Occasionally, though, the concerns resurface. In 2013, a hardware hacker named Puking Monkey (great name) decided to modify his E-Z Pass transponder so that it would inform him with flashing lights and a mooing sound whenever it was being used. He then drove around New York City and let the flashing, mooing E-Z Pass do its thing.
As it turns out, despite Times Square not having any tollbooths, Puking Monkey’s transponder generated plenty of activity, which was clearly a pretty surprising finding.
So what was the deal? According to Forbes, the New York Department of Transportation decided at some point to use those transponders to track real-time traffic data throughout the city, despite not disclosing this to E-Z Pass owners. The data, officials emphasized, was anonymized and intended to help improve traffic patterns in the region.
“This technology … allows engineers to identify traffic issues and respond with signal changes,” NYSDOT spokesman Nicholas Mosquera told Popular Science.

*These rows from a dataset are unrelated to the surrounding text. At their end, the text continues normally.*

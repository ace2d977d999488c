//! Conditional generator / discriminator (fully-connected, Burn modules).
//!
//! Both networks take a one-hot label next to their main input. Each input goes through its own
//! projection branch; the two branches are concatenated and passed through two more hidden
//! layers.
//!
//! Shapes are checked at the module boundary and reported as [`Error::Shape`].

use burn_core as burn;

use burn::module::{Module, Param};
use burn::tensor::activation::{leaky_relu, relu, sigmoid};
use burn::tensor::backend::Backend;
use burn::tensor::{Distribution, Tensor, TensorData};
use burn_nn::{BatchNorm, BatchNormConfig, Linear, LinearConfig};
use ndarray::Array2;

use crate::config::{DiscriminatorConfig, GeneratorConfig, NormalInit};
use crate::{Error, Result};

/// Explicit weight-initialization hook.
///
/// Every layer type that owns trainable weights implements this, and the networks delegate to
/// their layers, so the pass is invoked uniformly on a whole model.
pub trait InitializeWeights: Sized {
    fn initialize_weights(self, init: &NormalInit) -> Self;
}

impl<B: Backend> InitializeWeights for Linear<B> {
    /// Weights `~ N(mean, std)`; the bias is left as constructed.
    fn initialize_weights(mut self, init: &NormalInit) -> Self {
        let w = self.weight.val();
        let device = w.device();
        self.weight = Param::from_tensor(Tensor::random(
            w.dims(),
            Distribution::Normal(init.mean, init.std),
            &device,
        ));
        self
    }
}

impl<B: Backend> InitializeWeights for BatchNorm<B> {
    /// Scale `~ N(1, std)`, shift `= 0`.
    fn initialize_weights(mut self, init: &NormalInit) -> Self {
        let gamma = self.gamma.val();
        let device = gamma.device();
        let dims = gamma.dims();
        self.gamma = Param::from_tensor(Tensor::random(
            dims,
            Distribution::Normal(1.0, init.std),
            &device,
        ));
        self.beta = Param::from_tensor(Tensor::zeros(dims, &device));
        self
    }
}

/// Generator: `(noise [n, latent], one-hot [n, classes]) -> image [n, numel]` in `[-1, 1]`.
#[derive(Module, Debug)]
pub struct Generator<B: Backend> {
    noise_fc: Linear<B>,
    noise_bn: BatchNorm<B>,
    label_fc: Linear<B>,
    label_bn: BatchNorm<B>,
    hidden_fc: Linear<B>,
    hidden_bn: BatchNorm<B>,
    wide_fc: Linear<B>,
    wide_bn: BatchNorm<B>,
    out_fc: Linear<B>,
    latent_dim: usize,
    num_classes: usize,
    out_dim: usize,
}

impl<B: Backend> Generator<B> {
    pub fn new(
        device: &B::Device,
        cfg: &GeneratorConfig,
        latent_dim: usize,
        num_classes: usize,
        out_dim: usize,
    ) -> Self {
        let branch = cfg.branch_width;
        let [h1, h2] = cfg.hidden_widths;
        Self {
            noise_fc: LinearConfig::new(latent_dim, branch).init(device),
            noise_bn: BatchNormConfig::new(branch).init(device),
            label_fc: LinearConfig::new(num_classes, branch).init(device),
            label_bn: BatchNormConfig::new(branch).init(device),
            hidden_fc: LinearConfig::new(2 * branch, h1).init(device),
            hidden_bn: BatchNormConfig::new(h1).init(device),
            wide_fc: LinearConfig::new(h1, h2).init(device),
            wide_bn: BatchNormConfig::new(h2).init(device),
            out_fc: LinearConfig::new(h2, out_dim).init(device),
            latent_dim,
            num_classes,
            out_dim,
        }
    }

    pub fn latent_dim(&self) -> usize {
        self.latent_dim
    }

    pub fn num_classes(&self) -> usize {
        self.num_classes
    }

    /// Flattened image length produced per sample.
    pub fn out_dim(&self) -> usize {
        self.out_dim
    }

    #[cfg(test)]
    pub(crate) fn output_weight(&self) -> Tensor<B, 2> {
        self.out_fc.weight.val()
    }

    /// Forward pass for a batch.
    ///
    /// Shapes:
    /// - `noise`: `[batch, latent_dim]`
    /// - `labels`: `[batch, num_classes]` (one-hot)
    /// Returns: `[batch, out_dim]`; the caller reshapes to `[batch, C, H, W]`.
    pub fn forward(&self, noise: Tensor<B, 2>, labels: Tensor<B, 2>) -> Result<Tensor<B, 2>> {
        let [n, dz] = noise.dims();
        let [m, dy] = labels.dims();
        if dz != self.latent_dim {
            return Err(Error::Shape("noise width must equal latent_dim"));
        }
        if dy != self.num_classes {
            return Err(Error::Shape("label width must equal num_classes"));
        }
        if n != m {
            return Err(Error::Shape("noise and labels must have the same batch size"));
        }

        let x = relu(self.noise_bn.forward(self.noise_fc.forward(noise)));
        let y = relu(self.label_bn.forward(self.label_fc.forward(labels)));
        let h = Tensor::cat(vec![x, y], 1);
        let h = relu(self.hidden_bn.forward(self.hidden_fc.forward(h)));
        let h = relu(self.wide_bn.forward(self.wide_fc.forward(h)));
        Ok(self.out_fc.forward(h).tanh())
    }
}

impl<B: Backend> InitializeWeights for Generator<B> {
    fn initialize_weights(self, init: &NormalInit) -> Self {
        Self {
            noise_fc: self.noise_fc.initialize_weights(init),
            noise_bn: self.noise_bn.initialize_weights(init),
            label_fc: self.label_fc.initialize_weights(init),
            label_bn: self.label_bn.initialize_weights(init),
            hidden_fc: self.hidden_fc.initialize_weights(init),
            hidden_bn: self.hidden_bn.initialize_weights(init),
            wide_fc: self.wide_fc.initialize_weights(init),
            wide_bn: self.wide_bn.initialize_weights(init),
            out_fc: self.out_fc.initialize_weights(init),
            ..self
        }
    }
}

/// Discriminator: `(image [n, numel], one-hot [n, classes]) -> P(real) [n]` in `(0, 1)`.
#[derive(Module, Debug)]
pub struct Discriminator<B: Backend> {
    image_fc: Linear<B>,
    label_fc: Linear<B>,
    hidden_fc: Linear<B>,
    hidden_bn: BatchNorm<B>,
    narrow_fc: Linear<B>,
    narrow_bn: BatchNorm<B>,
    out_fc: Linear<B>,
    in_dim: usize,
    num_classes: usize,
    leaky_slope: f64,
}

impl<B: Backend> Discriminator<B> {
    pub fn new(
        device: &B::Device,
        cfg: &DiscriminatorConfig,
        in_dim: usize,
        num_classes: usize,
    ) -> Self {
        let branch = cfg.branch_width;
        let [h1, h2] = cfg.hidden_widths;
        Self {
            image_fc: LinearConfig::new(in_dim, branch).init(device),
            label_fc: LinearConfig::new(num_classes, branch).init(device),
            hidden_fc: LinearConfig::new(2 * branch, h1).init(device),
            hidden_bn: BatchNormConfig::new(h1).init(device),
            narrow_fc: LinearConfig::new(h1, h2).init(device),
            narrow_bn: BatchNormConfig::new(h2).init(device),
            out_fc: LinearConfig::new(h2, 1).init(device),
            in_dim,
            num_classes,
            leaky_slope: cfg.leaky_slope,
        }
    }

    #[cfg(test)]
    pub(crate) fn output_weight(&self) -> Tensor<B, 2> {
        self.out_fc.weight.val()
    }

    /// Forward pass for a batch.
    ///
    /// Shapes:
    /// - `images`: `[batch, in_dim]` (flattened)
    /// - `labels`: `[batch, num_classes]` (one-hot)
    /// Returns: `[batch]`.
    pub fn forward(&self, images: Tensor<B, 2>, labels: Tensor<B, 2>) -> Result<Tensor<B, 1>> {
        let [n, dx] = images.dims();
        let [m, dy] = labels.dims();
        if dx != self.in_dim {
            return Err(Error::Shape("image width must equal the flattened image size"));
        }
        if dy != self.num_classes {
            return Err(Error::Shape("label width must equal num_classes"));
        }
        if n != m {
            return Err(Error::Shape("images and labels must have the same batch size"));
        }

        let slope = self.leaky_slope;
        let x = leaky_relu(self.image_fc.forward(images), slope);
        let y = leaky_relu(self.label_fc.forward(labels), slope);
        let h = Tensor::cat(vec![x, y], 1);
        let h = leaky_relu(self.hidden_bn.forward(self.hidden_fc.forward(h)), slope);
        let h = leaky_relu(self.narrow_bn.forward(self.narrow_fc.forward(h)), slope);
        Ok(sigmoid(self.out_fc.forward(h)).reshape([n]))
    }
}

impl<B: Backend> InitializeWeights for Discriminator<B> {
    fn initialize_weights(self, init: &NormalInit) -> Self {
        Self {
            image_fc: self.image_fc.initialize_weights(init),
            label_fc: self.label_fc.initialize_weights(init),
            hidden_fc: self.hidden_fc.initialize_weights(init),
            hidden_bn: self.hidden_bn.initialize_weights(init),
            narrow_fc: self.narrow_fc.initialize_weights(init),
            narrow_bn: self.narrow_bn.initialize_weights(init),
            out_fc: self.out_fc.initialize_weights(init),
            ..self
        }
    }
}

pub(crate) fn ndarray_to_burn_2<B: Backend>(device: &B::Device, x: &Array2<f32>) -> Tensor<B, 2> {
    let (n, d) = x.dim();
    // `iter()` walks in logical row-major order regardless of memory layout.
    let data = TensorData::new(x.iter().copied().collect::<Vec<f32>>(), [n, d]);
    Tensor::from_data(data, device)
}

The use of E-Z Pass data has, at times, even gained an element of political scandal. In the years before Bridgegate, former New Jersey Gov. Chris Christie and his staff had used late Sen. Frank Lautenberg’s E-Z Pass data to attack the Democratic senator for failing to pay tolls (and, perhaps, spending too much time in New York City). Only after the Bridgegate scandal hit did anyone think to look at the situation and figure out whether sharing or even accessing that data was actually legal without a court order. Turns out, it wasn’t.
Perhaps it’s for this reason, among others, that you can actually find people selling devices that detect hidden E-Z Pass transponders.
I’m not saying we should necessarily be paranoid about the E-Z Pass or other forms of electronic tolling—especially as they’re essentially required in some states—but maybe we should think about what it represents a little more.
These questions, there since the beginning, shouldn’t pass us by.
Editor’s note: This story has been updated with some additional details about NationalPass, a system that allows drivers to use the same transponder around the country.